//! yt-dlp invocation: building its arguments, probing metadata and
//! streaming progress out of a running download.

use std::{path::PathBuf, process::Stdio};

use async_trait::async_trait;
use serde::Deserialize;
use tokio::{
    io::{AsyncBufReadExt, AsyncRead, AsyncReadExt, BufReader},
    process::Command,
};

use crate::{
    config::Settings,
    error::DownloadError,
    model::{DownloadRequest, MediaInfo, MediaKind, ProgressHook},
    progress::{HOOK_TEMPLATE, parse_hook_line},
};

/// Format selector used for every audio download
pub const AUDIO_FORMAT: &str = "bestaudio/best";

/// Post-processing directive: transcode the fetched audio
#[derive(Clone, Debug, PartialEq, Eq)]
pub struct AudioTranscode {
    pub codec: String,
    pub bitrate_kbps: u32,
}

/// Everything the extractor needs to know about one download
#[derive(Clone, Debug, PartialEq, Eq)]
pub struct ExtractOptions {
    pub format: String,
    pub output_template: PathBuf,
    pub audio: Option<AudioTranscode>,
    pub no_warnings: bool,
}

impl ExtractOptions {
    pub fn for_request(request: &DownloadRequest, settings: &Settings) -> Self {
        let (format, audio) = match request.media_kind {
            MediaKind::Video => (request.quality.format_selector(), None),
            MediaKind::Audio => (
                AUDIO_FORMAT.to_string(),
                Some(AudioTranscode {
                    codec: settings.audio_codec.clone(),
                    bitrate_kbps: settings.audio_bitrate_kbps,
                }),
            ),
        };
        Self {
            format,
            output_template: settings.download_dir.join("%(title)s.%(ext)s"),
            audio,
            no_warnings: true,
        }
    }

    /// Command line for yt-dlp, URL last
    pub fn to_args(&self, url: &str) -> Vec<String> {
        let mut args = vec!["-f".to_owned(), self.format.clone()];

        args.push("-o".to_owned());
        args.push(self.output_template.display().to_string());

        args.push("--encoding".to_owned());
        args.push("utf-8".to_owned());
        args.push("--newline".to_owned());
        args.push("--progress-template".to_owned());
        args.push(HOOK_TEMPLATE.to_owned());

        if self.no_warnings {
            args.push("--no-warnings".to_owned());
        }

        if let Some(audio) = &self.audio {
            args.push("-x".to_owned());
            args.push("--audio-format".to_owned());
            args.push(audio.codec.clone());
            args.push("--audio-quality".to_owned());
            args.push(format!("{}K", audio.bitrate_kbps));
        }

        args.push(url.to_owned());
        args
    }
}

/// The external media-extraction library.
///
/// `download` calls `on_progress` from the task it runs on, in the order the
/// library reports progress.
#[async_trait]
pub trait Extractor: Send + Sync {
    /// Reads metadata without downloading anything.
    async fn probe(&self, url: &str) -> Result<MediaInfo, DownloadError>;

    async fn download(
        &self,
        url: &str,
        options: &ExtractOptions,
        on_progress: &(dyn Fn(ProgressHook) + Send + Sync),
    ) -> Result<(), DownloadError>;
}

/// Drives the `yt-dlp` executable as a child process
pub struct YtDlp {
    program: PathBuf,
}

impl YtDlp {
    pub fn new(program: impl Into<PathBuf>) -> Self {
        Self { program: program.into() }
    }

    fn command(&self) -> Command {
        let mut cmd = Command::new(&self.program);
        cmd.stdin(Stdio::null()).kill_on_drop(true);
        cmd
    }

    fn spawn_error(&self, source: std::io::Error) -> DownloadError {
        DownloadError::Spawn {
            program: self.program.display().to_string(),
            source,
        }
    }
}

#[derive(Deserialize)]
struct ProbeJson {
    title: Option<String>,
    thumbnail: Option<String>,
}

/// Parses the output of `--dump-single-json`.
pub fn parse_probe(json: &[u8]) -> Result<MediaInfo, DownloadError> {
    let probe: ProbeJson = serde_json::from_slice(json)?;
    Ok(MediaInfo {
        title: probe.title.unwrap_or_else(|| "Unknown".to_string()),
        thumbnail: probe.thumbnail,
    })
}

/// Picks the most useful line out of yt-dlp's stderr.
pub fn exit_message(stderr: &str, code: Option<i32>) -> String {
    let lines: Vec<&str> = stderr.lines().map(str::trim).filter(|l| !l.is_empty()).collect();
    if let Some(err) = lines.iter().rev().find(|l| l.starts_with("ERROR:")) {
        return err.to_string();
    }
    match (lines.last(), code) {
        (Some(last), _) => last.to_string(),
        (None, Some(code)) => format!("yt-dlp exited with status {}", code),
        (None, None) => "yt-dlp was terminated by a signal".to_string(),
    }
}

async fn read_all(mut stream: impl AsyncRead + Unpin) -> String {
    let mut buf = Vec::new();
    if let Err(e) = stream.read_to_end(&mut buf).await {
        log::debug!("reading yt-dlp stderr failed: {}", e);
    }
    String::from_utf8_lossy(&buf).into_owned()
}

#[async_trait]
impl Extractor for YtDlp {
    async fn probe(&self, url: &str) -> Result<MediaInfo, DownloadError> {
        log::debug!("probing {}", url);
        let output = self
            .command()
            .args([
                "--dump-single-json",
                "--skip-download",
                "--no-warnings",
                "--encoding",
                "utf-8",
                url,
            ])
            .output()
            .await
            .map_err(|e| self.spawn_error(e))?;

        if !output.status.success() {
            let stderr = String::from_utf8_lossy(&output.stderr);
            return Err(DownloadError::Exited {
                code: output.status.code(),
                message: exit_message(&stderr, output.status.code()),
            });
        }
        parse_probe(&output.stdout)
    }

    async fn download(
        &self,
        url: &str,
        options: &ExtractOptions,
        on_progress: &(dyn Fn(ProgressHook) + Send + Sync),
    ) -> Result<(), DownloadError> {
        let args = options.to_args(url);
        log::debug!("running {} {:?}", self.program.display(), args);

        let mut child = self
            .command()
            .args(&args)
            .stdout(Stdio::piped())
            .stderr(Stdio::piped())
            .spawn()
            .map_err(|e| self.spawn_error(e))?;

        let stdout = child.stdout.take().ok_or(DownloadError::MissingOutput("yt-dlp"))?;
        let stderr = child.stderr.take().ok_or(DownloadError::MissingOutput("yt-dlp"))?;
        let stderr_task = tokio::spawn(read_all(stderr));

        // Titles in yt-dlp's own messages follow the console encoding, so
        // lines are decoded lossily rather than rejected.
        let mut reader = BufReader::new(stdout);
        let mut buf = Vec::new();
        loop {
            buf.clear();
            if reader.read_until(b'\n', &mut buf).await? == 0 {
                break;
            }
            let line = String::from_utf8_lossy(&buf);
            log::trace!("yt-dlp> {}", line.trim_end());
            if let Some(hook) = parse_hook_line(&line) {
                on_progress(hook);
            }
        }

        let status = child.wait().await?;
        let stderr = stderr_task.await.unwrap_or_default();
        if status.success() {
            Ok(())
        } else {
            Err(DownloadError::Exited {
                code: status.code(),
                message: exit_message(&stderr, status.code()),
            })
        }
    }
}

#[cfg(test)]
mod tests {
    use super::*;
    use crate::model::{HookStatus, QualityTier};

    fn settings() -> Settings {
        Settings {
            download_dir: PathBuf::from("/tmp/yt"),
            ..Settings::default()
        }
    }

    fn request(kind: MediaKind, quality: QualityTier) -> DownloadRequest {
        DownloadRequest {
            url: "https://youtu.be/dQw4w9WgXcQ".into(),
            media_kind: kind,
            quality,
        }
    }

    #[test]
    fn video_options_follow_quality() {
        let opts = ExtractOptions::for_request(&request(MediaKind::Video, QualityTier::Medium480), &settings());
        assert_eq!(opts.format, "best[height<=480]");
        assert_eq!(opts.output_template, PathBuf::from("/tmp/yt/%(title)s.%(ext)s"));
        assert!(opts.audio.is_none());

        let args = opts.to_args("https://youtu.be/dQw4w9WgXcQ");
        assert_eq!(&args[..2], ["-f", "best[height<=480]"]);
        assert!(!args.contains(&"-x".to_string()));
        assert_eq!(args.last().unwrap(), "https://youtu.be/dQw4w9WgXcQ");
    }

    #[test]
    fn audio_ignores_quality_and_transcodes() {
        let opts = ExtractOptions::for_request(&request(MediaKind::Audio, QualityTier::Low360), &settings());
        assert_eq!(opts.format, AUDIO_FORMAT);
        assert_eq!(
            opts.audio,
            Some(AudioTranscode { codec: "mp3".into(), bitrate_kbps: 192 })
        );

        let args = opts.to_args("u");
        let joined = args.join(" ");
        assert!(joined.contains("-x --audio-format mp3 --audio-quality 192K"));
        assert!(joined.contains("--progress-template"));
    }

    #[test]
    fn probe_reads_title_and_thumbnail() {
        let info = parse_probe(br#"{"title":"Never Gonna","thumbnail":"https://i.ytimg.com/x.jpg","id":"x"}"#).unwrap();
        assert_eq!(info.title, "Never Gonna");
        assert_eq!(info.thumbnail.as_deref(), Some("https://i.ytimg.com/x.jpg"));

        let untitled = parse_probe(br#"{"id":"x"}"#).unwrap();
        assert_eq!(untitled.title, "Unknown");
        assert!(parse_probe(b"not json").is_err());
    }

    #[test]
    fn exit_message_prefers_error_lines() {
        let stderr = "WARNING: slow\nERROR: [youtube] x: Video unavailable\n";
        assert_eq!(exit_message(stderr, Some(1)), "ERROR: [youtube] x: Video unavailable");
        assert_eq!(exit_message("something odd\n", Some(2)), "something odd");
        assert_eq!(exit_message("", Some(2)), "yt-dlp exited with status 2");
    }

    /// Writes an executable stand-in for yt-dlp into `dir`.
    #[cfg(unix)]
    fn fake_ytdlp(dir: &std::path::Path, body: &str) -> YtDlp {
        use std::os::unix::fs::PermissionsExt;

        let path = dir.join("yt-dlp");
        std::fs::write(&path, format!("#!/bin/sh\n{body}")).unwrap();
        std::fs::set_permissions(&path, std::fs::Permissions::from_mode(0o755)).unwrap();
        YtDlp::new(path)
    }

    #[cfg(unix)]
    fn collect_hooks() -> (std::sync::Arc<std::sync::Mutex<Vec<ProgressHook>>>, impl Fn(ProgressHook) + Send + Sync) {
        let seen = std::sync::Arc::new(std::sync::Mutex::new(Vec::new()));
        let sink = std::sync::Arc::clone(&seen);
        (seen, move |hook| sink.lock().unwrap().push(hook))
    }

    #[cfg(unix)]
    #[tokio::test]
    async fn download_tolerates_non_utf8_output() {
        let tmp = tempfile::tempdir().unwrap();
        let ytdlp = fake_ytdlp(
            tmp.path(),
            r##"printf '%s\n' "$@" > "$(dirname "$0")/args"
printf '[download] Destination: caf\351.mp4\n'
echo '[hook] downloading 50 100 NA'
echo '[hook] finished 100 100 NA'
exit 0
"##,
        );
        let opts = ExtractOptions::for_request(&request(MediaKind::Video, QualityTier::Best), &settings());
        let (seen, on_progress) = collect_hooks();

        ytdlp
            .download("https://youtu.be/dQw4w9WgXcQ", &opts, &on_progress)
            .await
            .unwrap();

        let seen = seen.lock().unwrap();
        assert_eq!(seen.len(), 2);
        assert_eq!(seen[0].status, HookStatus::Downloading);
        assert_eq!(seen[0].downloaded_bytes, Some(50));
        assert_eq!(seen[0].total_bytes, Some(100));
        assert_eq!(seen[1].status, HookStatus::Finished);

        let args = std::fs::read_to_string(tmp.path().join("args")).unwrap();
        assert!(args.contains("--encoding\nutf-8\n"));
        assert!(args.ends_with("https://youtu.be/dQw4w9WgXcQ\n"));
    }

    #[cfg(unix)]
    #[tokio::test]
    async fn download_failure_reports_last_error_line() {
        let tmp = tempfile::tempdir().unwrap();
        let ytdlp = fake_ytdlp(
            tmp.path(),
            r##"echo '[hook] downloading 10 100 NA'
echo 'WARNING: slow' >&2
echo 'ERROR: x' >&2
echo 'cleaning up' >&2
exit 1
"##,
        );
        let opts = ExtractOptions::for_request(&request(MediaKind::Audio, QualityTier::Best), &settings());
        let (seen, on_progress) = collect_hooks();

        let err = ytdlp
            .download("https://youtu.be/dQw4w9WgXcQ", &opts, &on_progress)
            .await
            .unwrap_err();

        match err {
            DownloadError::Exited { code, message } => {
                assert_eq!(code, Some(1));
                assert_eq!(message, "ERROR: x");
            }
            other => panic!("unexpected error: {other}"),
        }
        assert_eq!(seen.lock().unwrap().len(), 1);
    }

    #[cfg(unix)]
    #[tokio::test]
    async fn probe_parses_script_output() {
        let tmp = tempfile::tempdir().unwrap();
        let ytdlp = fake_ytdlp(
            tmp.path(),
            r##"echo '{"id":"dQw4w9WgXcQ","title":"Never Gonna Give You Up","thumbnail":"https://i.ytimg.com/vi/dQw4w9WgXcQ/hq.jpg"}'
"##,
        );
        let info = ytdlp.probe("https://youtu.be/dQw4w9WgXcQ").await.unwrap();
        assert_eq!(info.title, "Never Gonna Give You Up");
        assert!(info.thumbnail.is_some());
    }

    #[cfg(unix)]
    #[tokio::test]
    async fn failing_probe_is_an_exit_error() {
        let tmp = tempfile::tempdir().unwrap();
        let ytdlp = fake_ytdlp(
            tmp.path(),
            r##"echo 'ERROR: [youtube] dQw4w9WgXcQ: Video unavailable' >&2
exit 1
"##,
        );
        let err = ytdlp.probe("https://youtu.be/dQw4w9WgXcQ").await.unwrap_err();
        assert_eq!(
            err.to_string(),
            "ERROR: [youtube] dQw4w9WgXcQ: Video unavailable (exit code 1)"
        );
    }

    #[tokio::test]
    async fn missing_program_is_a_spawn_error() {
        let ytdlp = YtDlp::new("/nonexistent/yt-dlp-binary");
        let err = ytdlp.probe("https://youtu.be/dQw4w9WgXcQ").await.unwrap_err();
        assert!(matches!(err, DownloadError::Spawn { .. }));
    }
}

---

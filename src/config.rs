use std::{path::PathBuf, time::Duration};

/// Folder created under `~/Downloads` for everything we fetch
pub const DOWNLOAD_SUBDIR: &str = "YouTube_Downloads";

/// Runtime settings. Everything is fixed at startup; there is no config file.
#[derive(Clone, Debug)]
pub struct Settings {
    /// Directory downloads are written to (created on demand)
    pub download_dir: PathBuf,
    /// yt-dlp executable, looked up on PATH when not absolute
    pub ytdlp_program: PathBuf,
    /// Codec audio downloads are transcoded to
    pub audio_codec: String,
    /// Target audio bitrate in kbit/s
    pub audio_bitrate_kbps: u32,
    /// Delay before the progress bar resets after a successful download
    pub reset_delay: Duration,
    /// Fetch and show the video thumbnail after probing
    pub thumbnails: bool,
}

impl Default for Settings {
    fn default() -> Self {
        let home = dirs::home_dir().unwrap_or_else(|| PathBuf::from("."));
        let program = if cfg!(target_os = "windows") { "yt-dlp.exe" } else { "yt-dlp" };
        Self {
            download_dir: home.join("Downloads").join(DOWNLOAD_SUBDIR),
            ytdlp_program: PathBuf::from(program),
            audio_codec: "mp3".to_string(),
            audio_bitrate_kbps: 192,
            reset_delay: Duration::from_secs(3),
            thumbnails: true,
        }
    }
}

Work to be completed ::
From the listing above, collect each line in which the string "source" appears.

Finished task ::
    fn spawn_error(&self, source: std::io::Error) -> DownloadError {
            source,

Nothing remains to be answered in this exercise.